On Friday, Albrecht, 42, was named president of Greater Akron’s hometown grocery, continuing the tradition begun by Acme founder Frederick Wilhelm Albrecht in 1891. He succeeds Jim Trout, whom the board elected to the new position of vice president of special projects.

Nick Albrecht, who has been with Acme for 15 years, said he and the 16-store company’s 2,300 employees are up to the challenge of satisfying customers in the highly competitive grocery industry.

"We're hard workers," he said of relatives and employees. "That's the key to our family business."

He talked about the company this week as he stood inside the Acme in Green, the company's newest store, which opened in 2014. The store in Heritage Crossings off Massillon Road goes head to head with a Market District, run by Acme's primary rival, Giant Eagle. 

Acme’s board of directors elected Albrecht to the top post Friday. He previously served as executive vice president.

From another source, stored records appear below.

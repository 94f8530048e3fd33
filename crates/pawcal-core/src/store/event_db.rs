//! SQLite-based storage for care events.
//!
//! Holds the event list and the one generative behavior in the system:
//! completing a repeating event inserts its follow-up occurrence in the
//! same transaction.

use std::path::Path;
use std::str::FromStr;

use chrono::{DateTime, NaiveDate, Utc};
use rusqlite::types::Type;
use rusqlite::{params, Connection, OptionalExtension};
use serde::Serialize;
use uuid::Uuid;

use super::data_dir;
use crate::error::{CoreError, DatabaseError};
use crate::event::CareEvent;
use crate::recurrence::next_occurrence;

/// Result of marking an event done.
#[derive(Debug, Clone, Serialize)]
pub struct CompletionOutcome {
    pub completed: CareEvent,
    /// The spawned next occurrence, if the event repeats.
    pub follow_up: Option<CareEvent>,
}

fn parse_column<T: FromStr>(idx: usize, value: &str) -> Result<T, rusqlite::Error>
where
    T::Err: std::error::Error + Send + Sync + 'static,
{
    value
        .parse()
        .map_err(|e| rusqlite::Error::FromSqlConversionFailure(idx, Type::Text, Box::new(e)))
}

fn parse_date_column(idx: usize, value: &str) -> Result<NaiveDate, rusqlite::Error> {
    NaiveDate::parse_from_str(value, "%Y-%m-%d")
        .map_err(|e| rusqlite::Error::FromSqlConversionFailure(idx, Type::Text, Box::new(e)))
}

fn parse_done_at_column(
    idx: usize,
    value: Option<String>,
) -> Result<Option<DateTime<Utc>>, rusqlite::Error> {
    value
        .map(|s| {
            DateTime::parse_from_rfc3339(&s)
                .map(|dt| dt.with_timezone(&Utc))
                .map_err(|e| {
                    rusqlite::Error::FromSqlConversionFailure(idx, Type::Text, Box::new(e))
                })
        })
        .transpose()
}

/// Build a CareEvent from a database row.
fn row_to_event(row: &rusqlite::Row) -> Result<CareEvent, rusqlite::Error> {
    let pet_str: String = row.get(1)?;
    let type_str: String = row.get(2)?;
    let date_str: String = row.get(3)?;
    let rule_str: String = row.get(4)?;
    let done_at_str: Option<String> = row.get(6)?;

    Ok(CareEvent {
        id: row.get(0)?,
        pet: parse_column(1, &pet_str)?,
        event_type: parse_column(2, &type_str)?,
        date: parse_date_column(3, &date_str)?,
        repeat: parse_column(4, &rule_str)?,
        note: row.get(5)?,
        done_at: parse_done_at_column(6, done_at_str)?,
    })
}

fn fetch_event(conn: &Connection, id: &str) -> Result<Option<CareEvent>, rusqlite::Error> {
    conn.query_row(
        "SELECT id, pet, event_type, date, repeat_rule, note, done_at
         FROM events WHERE id = ?1",
        params![id],
        row_to_event,
    )
    .optional()
}

fn insert_event(conn: &Connection, event: &CareEvent) -> Result<(), rusqlite::Error> {
    conn.execute(
        "INSERT INTO events (id, pet, event_type, date, repeat_rule, note, done_at)
         VALUES (?1, ?2, ?3, ?4, ?5, ?6, ?7)",
        params![
            event.id,
            event.pet.code(),
            event.event_type.code(),
            event.date.format("%Y-%m-%d").to_string(),
            event.repeat.code(),
            event.note,
            event.done_at.map(|t| t.to_rfc3339()),
        ],
    )?;
    Ok(())
}

/// SQLite database for care event storage.
pub struct EventDb {
    conn: Connection,
}

impl EventDb {
    /// Open the database at `~/.config/pawcal/pawcal.db`.
    ///
    /// Creates the database file and schema if they don't exist.
    ///
    /// # Errors
    /// Returns an error if the database cannot be opened or migrated.
    pub fn open() -> Result<Self, CoreError> {
        let path = data_dir()?.join("pawcal.db");
        Self::open_at(&path)
    }

    /// Open the database at an explicit path.
    ///
    /// # Errors
    /// Returns an error if the database cannot be opened or migrated.
    pub fn open_at(path: &Path) -> Result<Self, CoreError> {
        let conn = Connection::open(path).map_err(|e| DatabaseError::OpenFailed {
            path: path.to_path_buf(),
            source: e,
        })?;
        let db = Self { conn };
        db.migrate()?;
        Ok(db)
    }

    /// Open an in-memory database (for tests).
    #[cfg(test)]
    pub fn open_memory() -> Result<Self, CoreError> {
        let conn = Connection::open_in_memory().map_err(DatabaseError::from)?;
        let db = Self { conn };
        db.migrate()?;
        Ok(db)
    }

    fn migrate(&self) -> Result<(), DatabaseError> {
        self.conn
            .execute_batch(
                "CREATE TABLE IF NOT EXISTS events (
                    id          TEXT PRIMARY KEY,
                    pet         TEXT NOT NULL,
                    event_type  TEXT NOT NULL,
                    date        TEXT NOT NULL,
                    repeat_rule TEXT NOT NULL DEFAULT 'none',
                    note        TEXT,
                    done_at     TEXT
                );

                CREATE INDEX IF NOT EXISTS idx_events_date ON events(date);
                CREATE INDEX IF NOT EXISTS idx_events_done_at ON events(done_at);",
            )
            .map_err(|e| DatabaseError::MigrationFailed(e.to_string()))?;
        Ok(())
    }

    /// Insert a new event.
    ///
    /// # Errors
    /// Returns an error if the insert fails.
    pub fn insert(&self, event: &CareEvent) -> Result<(), DatabaseError> {
        insert_event(&self.conn, event)?;
        Ok(())
    }

    /// Overwrite an existing event.
    ///
    /// # Errors
    /// Returns `EventNotFound` if no event has the given id.
    pub fn update(&self, event: &CareEvent) -> Result<(), DatabaseError> {
        let changed = self.conn.execute(
            "UPDATE events
             SET pet = ?2, event_type = ?3, date = ?4, repeat_rule = ?5, note = ?6, done_at = ?7
             WHERE id = ?1",
            params![
                event.id,
                event.pet.code(),
                event.event_type.code(),
                event.date.format("%Y-%m-%d").to_string(),
                event.repeat.code(),
                event.note,
                event.done_at.map(|t| t.to_rfc3339()),
            ],
        )?;
        if changed == 0 {
            return Err(DatabaseError::EventNotFound(event.id.clone()));
        }
        Ok(())
    }

    /// Look up one event.
    pub fn get(&self, id: &str) -> Result<Option<CareEvent>, DatabaseError> {
        Ok(fetch_event(&self.conn, id)?)
    }

    /// All events, ordered by due date.
    pub fn list(&self) -> Result<Vec<CareEvent>, DatabaseError> {
        let mut stmt = self.conn.prepare(
            "SELECT id, pet, event_type, date, repeat_rule, note, done_at
             FROM events ORDER BY date, id",
        )?;
        let rows = stmt.query_map([], row_to_event)?;
        let mut events = Vec::new();
        for row in rows {
            events.push(row?);
        }
        Ok(events)
    }

    /// Delete an event.
    ///
    /// # Errors
    /// Returns `EventNotFound` if no event has the given id.
    pub fn delete(&self, id: &str) -> Result<(), DatabaseError> {
        let changed = self
            .conn
            .execute("DELETE FROM events WHERE id = ?1", params![id])?;
        if changed == 0 {
            return Err(DatabaseError::EventNotFound(id.to_string()));
        }
        Ok(())
    }

    /// Mark an event done and spawn its next occurrence.
    ///
    /// Sets `done_at` and, for repeating events, inserts exactly one
    /// follow-up with the same pet/type/rule/note, the next date and
    /// `done_at` unset; both writes land in one transaction. Completing an
    /// already-done event changes nothing and spawns nothing, so the
    /// follow-up fires at most once per completion.
    ///
    /// # Errors
    /// Returns `EventNotFound` if no event has the given id.
    pub fn complete(&mut self, id: &str) -> Result<CompletionOutcome, DatabaseError> {
        let tx = self.conn.transaction()?;

        let mut event = match fetch_event(&tx, id)? {
            Some(event) => event,
            None => return Err(DatabaseError::EventNotFound(id.to_string())),
        };
        if event.is_done() {
            return Ok(CompletionOutcome {
                completed: event,
                follow_up: None,
            });
        }

        let now = Utc::now();
        tx.execute(
            "UPDATE events SET done_at = ?2 WHERE id = ?1",
            params![id, now.to_rfc3339()],
        )?;
        event.done_at = Some(now);

        let follow_up = next_occurrence(event.date, event.repeat).map(|next_date| CareEvent {
            id: Uuid::new_v4().to_string(),
            date: next_date,
            done_at: None,
            ..event.clone()
        });
        if let Some(ref next) = follow_up {
            insert_event(&tx, next)?;
        }

        tx.commit()?;
        Ok(CompletionOutcome {
            completed: event,
            follow_up,
        })
    }

    /// Clear the done mark. Never retracts a spawned follow-up.
    ///
    /// # Errors
    /// Returns `EventNotFound` if no event has the given id.
    pub fn undo(&self, id: &str) -> Result<CareEvent, DatabaseError> {
        let mut event = match fetch_event(&self.conn, id)? {
            Some(event) => event,
            None => return Err(DatabaseError::EventNotFound(id.to_string())),
        };
        self.conn.execute(
            "UPDATE events SET done_at = NULL WHERE id = ?1",
            params![id],
        )?;
        event.done_at = None;
        Ok(event)
    }

    /// Move an event to a new due date.
    ///
    /// # Errors
    /// Returns `EventNotFound` if no event has the given id.
    pub fn reschedule(&self, id: &str, date: NaiveDate) -> Result<CareEvent, DatabaseError> {
        let mut event = match fetch_event(&self.conn, id)? {
            Some(event) => event,
            None => return Err(DatabaseError::EventNotFound(id.to_string())),
        };
        self.conn.execute(
            "UPDATE events SET date = ?2 WHERE id = ?1",
            params![id, date.format("%Y-%m-%d").to_string()],
        )?;
        event.date = date;
        Ok(event)
    }
}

Albrecht, the fifth generation to lead the company, joined Acme when he was 27, after graduating from the U.S. Military Academy at West Point and serving in the U.S. Army for five years. He was an Army Ranger, served in the 173rd Airborne Brigade, rose to the rank of captain and served in the Iraq War.

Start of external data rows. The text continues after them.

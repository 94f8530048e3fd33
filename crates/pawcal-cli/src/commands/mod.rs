pub mod agenda;
pub mod config;
pub mod event;
pub mod export;

use chrono::NaiveDate;
use pawcal_core::ValidationError;

/// Parse a user-entered civil date, enforcing YYYY-MM-DD before any engine
/// call sees the value.
pub fn parse_date(input: &str) -> Result<NaiveDate, ValidationError> {
    NaiveDate::parse_from_str(input, "%Y-%m-%d")
        .map_err(|_| ValidationError::InvalidDate(input.to_string()))
}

In his early years at Acme, he attended law school at night at the University of Akron, graduating with honors in 2008. 

Trout assigned him to various stores, allowing Albrecht to gain a variety of experiences. He found he enjoyed grocery retailing.

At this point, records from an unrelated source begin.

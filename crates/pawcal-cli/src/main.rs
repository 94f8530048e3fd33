use clap::{Parser, Subcommand};

mod commands;

#[derive(Parser)]
#[command(name = "pawcal", version, about = "Pawcal CLI")]
struct Cli {
    #[command(subcommand)]
    command: Commands,
}

#[derive(Subcommand)]
enum Commands {
    /// Care event management
    Event {
        #[command(subcommand)]
        action: commands::event::EventAction,
    },
    /// Month-grouped agenda view
    Agenda {
        /// Tab: upcoming, overdue or history
        #[arg(long, default_value = "upcoming")]
        tab: String,
        /// Filter by pet code (bonny or nola)
        #[arg(long)]
        pet: Option<String>,
    },
    /// Export an event as an .ics reminder file
    Export {
        /// Event ID
        id: String,
        /// Output directory (defaults to the export_dir setting, then ".")
        #[arg(long)]
        dir: Option<String>,
        /// Alarm lead time in days (defaults to the default_reminder_days setting)
        #[arg(long)]
        lead_days: Option<u32>,
    },
    /// Settings management
    Config {
        #[command(subcommand)]
        action: commands::config::ConfigAction,
    },
}

fn main() {
    let cli = Cli::parse();
    let result = match cli.command {
        Commands::Event { action } => commands::event::run(action),
        Commands::Agenda { tab, pet } => commands::agenda::run(&tab, pet.as_deref()),
        Commands::Export { id, dir, lead_days } => commands::export::run(&id, dir, lead_days),
        Commands::Config { action } => commands::config::run(action),
    };

    if let Err(e) = result {
        eprintln!("error: {e}");
        std::process::exit(1);
    }
}
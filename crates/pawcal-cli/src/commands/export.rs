//! ICS export command: render one event and write the file.

use std::path::PathBuf;

use pawcal_core::ics::{export_filename, IcsReminder};
use pawcal_core::store::{EventDb, Settings};

pub fn run(
    id: &str,
    dir: Option<String>,
    lead_days: Option<u32>,
) -> Result<(), Box<dyn std::error::Error>> {
    let db = EventDb::open()?;
    let event = db.get(id)?.ok_or(format!("Event not found: {id}"))?;
    let settings = Settings::load_or_default();

    let reminder = IcsReminder {
        title: event.title(),
        date: event.date,
        note: event.note.clone(),
        lead_days: lead_days.or(Some(settings.default_reminder_days)),
        uid: format!("{}@pawcal.local", event.id),
    };

    let dir = dir
        .or(settings.export_dir)
        .map(PathBuf::from)
        .unwrap_or_else(|| PathBuf::from("."));
    std::fs::create_dir_all(&dir)?;

    let path = dir.join(export_filename(&event.title(), event.date));
    std::fs::write(&path, reminder.render())?;
    println!("Exported: {}", path.display());
    Ok(())
}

"I certainly like selling stuff. I found that passion quickly," Albrecht said."There's a lot of satisfaction when Acme creates a new item [such as a new marinated meat offering in the meat case] or finds a new item, and then you can position it in the store, promote it and then check the sales."

Before serving as executive vice president, Albrecht served as vice president, perishables. Previously, he was manager of special projects.

“Nick has a deep respect for our associates, customers, and our community,” Trout said in a news release.

Trout, who has been with Acme for 45 years, became president in 2014, succeeding Nick Albrecht's father, Steve Albrecht. Steve Albrecht remains chairman of the board.

Nick Albrecht said his mission is to continue to make Acme the “easiest place to shop,” while offering the “best deals” and new products and categories.

Already, he said, Acme prides itself on such amenities as wide parking spaces, wide grocery aisles and big lobbies filled with special offers — all aimed at making shopping easy.

Later this year, Acme plans to launch an app to make it easier for customers to order groceries on their phones. Currently, customers use the orderacme.com website for online ordering.

Earlier this year, the company introduced "Family Pack Savings," featuring discounts on large-volume items, such as 5 pounds of ground beef or a package of 282 paper plates.

"A family can come in here and take care of its shopping needs and load up that pantry quickly," Albrecht said.

Is this a nod to competition from warehouse stores such as Costco?

"It's a response to the consumer," Albrecht said. "The consumer is looking for easiness."

Acme's quest for popular items doesn't always mean new-to-the-market products.

For example, the company's stores now all boast shelves of  individually packaged candies, including a host of retro/novelty candies such as Lemonheads, Red Hots, wax lips and candy necklaces.

"This is candy you will remember ... This really invigorated the candy category," Albrecht said, surveying the Green store's candy section.

"Splashes of personality and excitement," he added, "throughout the store."